* **Problem to solve**: Please write out exactly, and only, the lines from the first in the material below to the line containing "Hash, Serialize, Deserialize)]", both included.
──────── Supplied records ────────
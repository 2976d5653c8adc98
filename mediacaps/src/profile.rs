//! Standards-defined profile and level constants.
//!
//! The values are opaque bitmasks scoped to one codec standard; they are
//! reproduced verbatim from the relevant ITU/ISO/VPx specifications and the
//! conventional platform encoding, and must not be reinterpreted across
//! standards.

use serde::{Deserialize, Serialize};

/// A (profile, level) pair declared by a codec for one standard.
#[derive(Debug, Clone, Copy, PartialEq, Eq, Hash, Serialize, Deserialize)]
pub struct ProfileLevel {
    /// Standard-specific profile constant.
    pub profile: i32,
    /// Standard-specific level constant.
    pub level: i32,
}

impl ProfileLevel {
    /// Convenience constructor.
    pub fn new(profile: i32, level: i32) -> Self {
        Self { profile, level }
    }
}

/// H.264 / AVC constants.
pub mod avc {
    pub const PROFILE_BASELINE: i32 = 0x01;
    pub const PROFILE_MAIN: i32 = 0x02;
    pub const PROFILE_EXTENDED: i32 = 0x04;
    pub const PROFILE_HIGH: i32 = 0x08;
    pub const PROFILE_HIGH_10: i32 = 0x10;
    pub const PROFILE_HIGH_422: i32 = 0x20;
    pub const PROFILE_HIGH_444: i32 = 0x40;
    pub const PROFILE_CONSTRAINED_BASELINE: i32 = 0x10000;
    pub const PROFILE_CONSTRAINED_HIGH: i32 = 0x80000;

    pub const LEVEL_1: i32 = 0x01;
    pub const LEVEL_1B: i32 = 0x02;
    pub const LEVEL_11: i32 = 0x04;
    pub const LEVEL_12: i32 = 0x08;
    pub const LEVEL_13: i32 = 0x10;
    pub const LEVEL_2: i32 = 0x20;
    pub const LEVEL_21: i32 = 0x40;
    pub const LEVEL_22: i32 = 0x80;
    pub const LEVEL_3: i32 = 0x100;
    pub const LEVEL_31: i32 = 0x200;
    pub const LEVEL_32: i32 = 0x400;
    pub const LEVEL_4: i32 = 0x800;
    pub const LEVEL_41: i32 = 0x1000;
    pub const LEVEL_42: i32 = 0x2000;
    pub const LEVEL_5: i32 = 0x4000;
    pub const LEVEL_51: i32 = 0x8000;
    pub const LEVEL_52: i32 = 0x10000;
    pub const LEVEL_6: i32 = 0x20000;
    pub const LEVEL_61: i32 = 0x40000;
    pub const LEVEL_62: i32 = 0x80000;
}

/// H.265 / HEVC constants.
pub mod hevc {
    pub const PROFILE_MAIN: i32 = 0x01;
    pub const PROFILE_MAIN_10: i32 = 0x02;
    pub const PROFILE_MAIN_STILL: i32 = 0x04;
    pub const PROFILE_MAIN_10_HDR10: i32 = 0x1000;
    pub const PROFILE_MAIN_10_HDR10_PLUS: i32 = 0x2000;

    pub const MAIN_TIER_LEVEL_1: i32 = 0x1;
    pub const HIGH_TIER_LEVEL_1: i32 = 0x2;
    pub const MAIN_TIER_LEVEL_2: i32 = 0x4;
    pub const HIGH_TIER_LEVEL_2: i32 = 0x8;
    pub const MAIN_TIER_LEVEL_21: i32 = 0x10;
    pub const HIGH_TIER_LEVEL_21: i32 = 0x20;
    pub const MAIN_TIER_LEVEL_3: i32 = 0x40;
    pub const HIGH_TIER_LEVEL_3: i32 = 0x80;
    pub const MAIN_TIER_LEVEL_31: i32 = 0x100;
    pub const HIGH_TIER_LEVEL_31: i32 = 0x200;
    pub const MAIN_TIER_LEVEL_4: i32 = 0x400;
    pub const HIGH_TIER_LEVEL_4: i32 = 0x800;
    pub const MAIN_TIER_LEVEL_41: i32 = 0x1000;
    pub const HIGH_TIER_LEVEL_41: i32 = 0x2000;
    pub const MAIN_TIER_LEVEL_5: i32 = 0x4000;
    pub const HIGH_TIER_LEVEL_5: i32 = 0x8000;
    pub const MAIN_TIER_LEVEL_51: i32 = 0x10000;
    pub const HIGH_TIER_LEVEL_51: i32 = 0x20000;
    pub const MAIN_TIER_LEVEL_52: i32 = 0x40000;
    pub const HIGH_TIER_LEVEL_52: i32 = 0x80000;
    pub const MAIN_TIER_LEVEL_6: i32 = 0x100000;
    pub const HIGH_TIER_LEVEL_6: i32 = 0x200000;
    pub const MAIN_TIER_LEVEL_61: i32 = 0x400000;
    pub const HIGH_TIER_LEVEL_61: i32 = 0x800000;
    pub const MAIN_TIER_LEVEL_62: i32 = 0x1000000;
    pub const HIGH_TIER_LEVEL_62: i32 = 0x2000000;

    /// Mask of every high-tier level bit.
    pub const HIGH_TIER_LEVELS: i32 = HIGH_TIER_LEVEL_1
        | HIGH_TIER_LEVEL_2
        | HIGH_TIER_LEVEL_21
        | HIGH_TIER_LEVEL_3
        | HIGH_TIER_LEVEL_31
        | HIGH_TIER_LEVEL_4
        | HIGH_TIER_LEVEL_41
        | HIGH_TIER_LEVEL_5
        | HIGH_TIER_LEVEL_51
        | HIGH_TIER_LEVEL_52
        | HIGH_TIER_LEVEL_6
        | HIGH_TIER_LEVEL_61
        | HIGH_TIER_LEVEL_62;
}

/// MPEG-2 constants.
pub mod mpeg2 {
    pub const PROFILE_SIMPLE: i32 = 0;
    pub const PROFILE_MAIN: i32 = 1;
    pub const PROFILE_422: i32 = 2;
    pub const PROFILE_SNR: i32 = 3;
    pub const PROFILE_SPATIAL: i32 = 4;
    pub const PROFILE_HIGH: i32 = 5;

    pub const LEVEL_LL: i32 = 0;
    pub const LEVEL_ML: i32 = 1;
    pub const LEVEL_H14: i32 = 2;
    pub const LEVEL_HL: i32 = 3;
    pub const LEVEL_HP: i32 = 4;
}

/// MPEG-4 part 2 constants.
pub mod mpeg4 {
    pub const PROFILE_SIMPLE: i32 = 0x01;
    pub const PROFILE_SIMPLE_SCALABLE: i32 = 0x02;
    pub const PROFILE_CORE: i32 = 0x04;
    pub const PROFILE_MAIN: i32 = 0x08;
    pub const PROFILE_NBIT: i32 = 0x10;
    pub const PROFILE_SCALABLE_TEXTURE: i32 = 0x20;
    pub const PROFILE_SIMPLE_FACE: i32 = 0x40;
    pub const PROFILE_SIMPLE_FBA: i32 = 0x80;
    pub const PROFILE_BASIC_ANIMATED: i32 = 0x100;
    pub const PROFILE_HYBRID: i32 = 0x200;
    pub const PROFILE_ADVANCED_REALTIME: i32 = 0x400;
    pub const PROFILE_CORE_SCALABLE: i32 = 0x800;
    pub const PROFILE_ADVANCED_CODING: i32 = 0x1000;
    pub const PROFILE_ADVANCED_CORE: i32 = 0x2000;
    pub const PROFILE_ADVANCED_SCALABLE: i32 = 0x4000;
    pub const PROFILE_ADVANCED_SIMPLE: i32 = 0x8000;

    pub const LEVEL_0: i32 = 0x01;
    pub const LEVEL_0B: i32 = 0x02;
    pub const LEVEL_1: i32 = 0x04;
    pub const LEVEL_2: i32 = 0x08;
    pub const LEVEL_3: i32 = 0x10;
    pub const LEVEL_3B: i32 = 0x18;
    pub const LEVEL_4: i32 = 0x20;
    pub const LEVEL_4A: i32 = 0x40;
    pub const LEVEL_5: i32 = 0x80;
    pub const LEVEL_6: i32 = 0x100;
}

/// H.263 constants.
pub mod h263 {
    pub const PROFILE_BASELINE: i32 = 0x01;
    pub const PROFILE_H320_CODING: i32 = 0x02;
    pub const PROFILE_BACKWARD_COMPATIBLE: i32 = 0x04;
    pub const PROFILE_ISWV2: i32 = 0x08;
    pub const PROFILE_ISWV3: i32 = 0x10;
    pub const PROFILE_HIGH_COMPRESSION: i32 = 0x20;
    pub const PROFILE_INTERNET: i32 = 0x40;
    pub const PROFILE_INTERLACE: i32 = 0x80;
    pub const PROFILE_HIGH_LATENCY: i32 = 0x100;

    pub const LEVEL_10: i32 = 0x01;
    pub const LEVEL_20: i32 = 0x02;
    pub const LEVEL_30: i32 = 0x04;
    pub const LEVEL_40: i32 = 0x08;
    pub const LEVEL_45: i32 = 0x10;
    pub const LEVEL_50: i32 = 0x20;
    pub const LEVEL_60: i32 = 0x40;
    pub const LEVEL_70: i32 = 0x80;
}

/// VP8 constants. VP8 has no levels in the bitstream specification; the
/// version constants are carried for declaration hygiene only.
pub mod vp8 {
    pub const PROFILE_MAIN: i32 = 0x01;

    pub const LEVEL_VERSION_0: i32 = 0x01;
    pub const LEVEL_VERSION_1: i32 = 0x02;
    pub const LEVEL_VERSION_2: i32 = 0x04;
    pub const LEVEL_VERSION_3: i32 = 0x08;
}

/// VP9 constants.
pub mod vp9 {
    pub const PROFILE_0: i32 = 0x01;
    pub const PROFILE_1: i32 = 0x02;
    pub const PROFILE_2: i32 = 0x04;
    pub const PROFILE_3: i32 = 0x08;
    pub const PROFILE_2_HDR: i32 = 0x1000;
    pub const PROFILE_3_HDR: i32 = 0x2000;
    pub const PROFILE_2_HDR10_PLUS: i32 = 0x4000;
    pub const PROFILE_3_HDR10_PLUS: i32 = 0x8000;

    pub const LEVEL_1: i32 = 0x1;
    pub const LEVEL_11: i32 = 0x2;
    pub const LEVEL_2: i32 = 0x4;
    pub const LEVEL_21: i32 = 0x8;
    pub const LEVEL_3: i32 = 0x10;
    pub const LEVEL_31: i32 = 0x20;
    pub const LEVEL_4: i32 = 0x40;
    pub const LEVEL_41: i32 = 0x80;
    pub const LEVEL_5: i32 = 0x100;
    pub const LEVEL_51: i32 = 0x200;
    pub const LEVEL_6: i32 = 0x400;
    pub const LEVEL_61: i32 = 0x800;
    pub const LEVEL_62: i32 = 0x1000;
}

/// AAC audio object types, used as profiles.
pub mod aac {
    pub const OBJECT_MAIN: i32 = 1;
    pub const OBJECT_LC: i32 = 2;
    pub const OBJECT_SSR: i32 = 3;
    pub const OBJECT_LTP: i32 = 4;
    pub const OBJECT_HE: i32 = 5;
    pub const OBJECT_SCALABLE: i32 = 6;
    pub const OBJECT_ERLC: i32 = 17;
    pub const OBJECT_LD: i32 = 23;
    pub const OBJECT_HE_PS: i32 = 29;
    pub const OBJECT_ELD: i32 = 39;
    pub const OBJECT_XHE: i32 = 42;
}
────────
* **Solved exercise**:
repository 2976d5653c8adc98
filename mediacaps/src/profile.rs
//! Standards-defined profile and level constants.
//!
//! The values are opaque bitmasks scoped to one codec standard; they are
//! reproduced verbatim from the relevant ITU/ISO/VPx specifications and the
//! conventional platform encoding, and must not be reinterpreted across
//! standards.

use serde::{Deserialize, Serialize};

/// A (profile, level) pair declared by a codec for one standard.
#[derive(Debug, Clone, Copy, PartialEq, Eq, Hash, Serialize, Deserialize)]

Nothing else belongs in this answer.